When meds make you lose your mind
To everyone who's ever felt out of it or stupid while taking a brain-altering drug: this short but poignant New York Times article by Judith Warner is wonderful! I responded to the article with this long letter (which initially started as a short comment). Links throughout lead you to relevant blog entries.
Dear Judith,
I confided in a friend a few weeks back about how stupid and out of it I felt while on my preventive drug (Zonegran) for around 1.5 years. He forwarded me this article this morning--I'm so glad it was published in such a large forum!
I joked a lot about the potential side effects ("difficulty word-finding," "cognitive impairment") when I first started popping Zonegran, but I never thought I'd actually be one of the patients affected. My cognitive impairment didn't kick in until a few months into drug treatment--and the patient leaflet said that all the cognitive side effects are usually here and gone after the first six weeks of treatment. I decided I was just getting stupid. For the first time, I wasn't in school or doing academic reading. I couldn't work a 9-5 job because of my migraine attacks. Maybe I just lost my brain.
Madge (commenter above), it seems you're admonishing Judith for not having said something sooner to her doctor or pharmacist. It seems to me that Judith took action pretty quickly. As for me, I was embarrassed about the side effects and not even sure if they were side effects from Zonegran--maybe they were just side effects of life, the new and not-so-improved Janet. I'd always prided myself on my writing and thinking ability and suddenly that was disappearing. This phenomenon is so strange, so unfamiliar, and so hard to pinpoint that it's not easy to see that it's connected to a drug you started months ago. I didn't say anything to my doctor or pharmacist about it until months later.
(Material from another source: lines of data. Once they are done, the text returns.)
use std::{
    path::{Path, PathBuf},
    time::Duration,
};

use serde::{Deserialize, Serialize};

use crate::{
    domain::{
        RunNames,
        constants::{CREDENTIALS_FILE, REGISTRY_IMAGE, REGISTRY_PORT},
    },
    error::{ModelError, ModelResult},
};

/// Settings of one provisioning run.
///
/// Threaded explicitly through constructors; nothing here is read from or
/// written to process-global state.
#[derive(Debug, Clone, Serialize, Deserialize)]
#[serde(default)]
pub struct ProvisionConfig {
    /// Name of the throwaway cluster.
    pub cluster_name: String,
    /// Namespace holding every registry object.
    pub namespace: String,
    /// Local directory for the kubeconfig, credential file and exported TLS files.
    pub work_dir: PathBuf,
    /// Explicit kubeconfig; defaults to `<work_dir>/kubeconfig`.
    pub kubeconfig: Option<PathBuf>,
    /// Hosts resolution file receiving the `127.0.0.1 <fqdn>` entry.
    pub hosts_file: PathBuf,
    /// Local end of the port-forward.
    pub local_port: u16,
    pub registry_image: String,
    /// `certs.d` directory the container engine reads per-registry CA files
    /// from. `null` leaves trusting the registry CA to the user.
    pub engine_certs_dir: Option<PathBuf>,
    /// Deadline for the registry deployment to report a ready replica.
    pub readiness_timeout_secs: u64,
    /// Deadline passed to the cluster tool for cluster bring-up.
    pub cluster_ready_timeout_secs: u64,
    pub tools: ToolsConfig,
    pub cert_manager: CertManagerConfig,
}

/// Binaries invoked at the subprocess boundary.
#[derive(Debug, Clone, Serialize, Deserialize)]
#[serde(default)]
pub struct ToolsConfig {
    pub cluster: String,
    pub chart: String,
    pub kubectl: String,
    pub git: String,
    pub engine: String,
}

/// Chart coordinates of the certificate-management controller.
#[derive(Debug, Clone, Serialize, Deserialize)]
#[serde(default)]
pub struct CertManagerConfig {
    pub release: String,
    pub namespace: String,
    pub chart: String,
    pub version: String,
    pub timeout_secs: u64,
}

impl Default for ProvisionConfig {
    fn default() -> Self {
        Self {
            cluster_name: "ephreg".into(),
            namespace: "ephreg".into(),
            work_dir: PathBuf::from(".ephreg"),
            kubeconfig: None,
            hosts_file: PathBuf::from("/etc/hosts"),
            local_port: REGISTRY_PORT,
            registry_image: REGISTRY_IMAGE.into(),
            engine_certs_dir: Some(PathBuf::from("/etc/docker/certs.d")),
            readiness_timeout_secs: 60,
            cluster_ready_timeout_secs: 300,
            tools: ToolsConfig::default(),
            cert_manager: CertManagerConfig::default(),
        }
    }
}

impl Default for ToolsConfig {
    fn default() -> Self {
        Self {
            cluster: "kind".into(),
            chart: "helm".into(),
            kubectl: "kubectl".into(),
            git: "git".into(),
            engine: "docker".into(),
        }
    }
}

impl Default for CertManagerConfig {
    fn default() -> Self {
        Self {
            release: "cert-manager".into(),
            namespace: "cert-manager".into(),
            chart: "oci://quay.io/jetstack/charts/cert-manager".into(),
            version: "v1.16.2".into(),
            timeout_secs: 300,
        }
    }
}

impl ProvisionConfig {
    /// Read and validate a YAML config file.
    pub fn load(path: &Path) -> ModelResult<Self> {
        let raw = std::fs::read_to_string(path).map_err(|e| ModelError::ConfigRead {
            path: path.display().to_string(),
            reason: e.to_string(),
        })?;
        Self::from_yaml(&raw)
    }

    /// Parse and validate YAML; missing fields take their defaults.
    pub fn from_yaml(raw: &str) -> ModelResult<Self> {
        let cfg: Self = serde_yaml::from_str(raw)?;
        cfg.validate()?;
        Ok(cfg)
    }

    pub fn validate(&self) -> ModelResult<()> {
        RunNames::new(&self.namespace)?;
        if self.cluster_name.trim().is_empty() {
            return Err(ModelError::InvalidConfig("cluster_name is empty".into()));
        }
        if self.local_port == 0 {
            return Err(ModelError::InvalidConfig("local_port cannot be zero".into()));
        }
        if self.readiness_timeout_secs == 0 {
            return Err(ModelError::InvalidConfig(
                "readiness_timeout_secs cannot be zero".into(),
            ));
        }
        if self.registry_image.trim().is_empty() {
            return Err(ModelError::InvalidConfig("registry_image is empty".into()));
        }
        Ok(())
    }

    pub fn names(&self) -> ModelResult<RunNames> {
        RunNames::new(&self.namespace)
    }

    pub fn kubeconfig_path(&self) -> PathBuf {
        self.kubeconfig
            .clone()
            .unwrap_or_else(|| self.work_dir.join("kubeconfig"))
    }

    pub fn credentials_file(&self) -> PathBuf {
        self.work_dir.join(CREDENTIALS_FILE)
    }

    pub fn tls_export_dir(&self) -> PathBuf {
        self.work_dir.join("tls")
    }

    /// Container-engine client config holding the registry login.
    pub fn engine_config_dir(&self) -> PathBuf {
        self.work_dir.join("engine")
    }

    /// `<engine_certs_dir>/<fqdn>:<local_port>`, where the engine looks for
    /// the CA of the forwarded registry.
    pub fn engine_ca_dir(&self, names: &RunNames) -> Option<PathBuf> {
        self.engine_certs_dir
            .as_ref()
            .map(|dir| dir.join(format!("{}:{}", names.fqdn(), self.local_port)))
    }

    pub fn readiness_timeout(&self) -> Duration {
        Duration::from_secs(self.readiness_timeout_secs)
    }

    pub fn cluster_ready_timeout(&self) -> Duration {
        Duration::from_secs(self.cluster_ready_timeout_secs)
    }
}

impl CertManagerConfig {
    pub fn timeout(&self) -> Duration {
        Duration::from_secs(self.timeout_secs)
    }
}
Someone named "cla" commented before me about how busy doctors are today, how perhaps we patients should adjust our expectations instead of expecting doctors to be at our beck and call (I'm paraphrasing here--hope I've not taken any liberties, cla). This is b.s.! I KNOW that doctors are overwhelmed with insurance claims, paperwork, bureaucracy, and five visits a day from drug company peddlers who overwhelm them with ads and sample medications. I think that cognitive side effects should be treated as seriously as physical side effects, that doctors should be honest and up front with patients. Migraine disease is so much more than a series of episodes (which may or may not involve a headache)--it's a disorder that affects your ability to function, your ability to have a so-called "normal" life, your ability to enjoy what you have without being worried about the next attack. If doctors are focused entirely on how the body is affected (if they're focused on that at all and not distracted by their bureaucratic duties) and not focused on how the patient and her life are altered due to the disease (or drugs given to treat the disease), those doctors need some lessons in patient-doctor communication. They need to learn more about migraine's ins and outs and realize that, just because the clinical trials didn't reveal a prevalence of a certain side effect, LOTS of people are losing their minds, their selves, while on certain prescription meds.
After over a year and a half on Zonegran, I finally weaned myself off (with doctor's straightforward assistance and little care as to why). I still don't feel as smart as I used to. I still have trouble finding the words that used to come so easily to me--but I have to have the faith that this will come back to me. That I've taken brain-altering drugs and it might just take awhile for the firing synapses to resume their old speed.
In closing, thanks for this article. Thank you so much.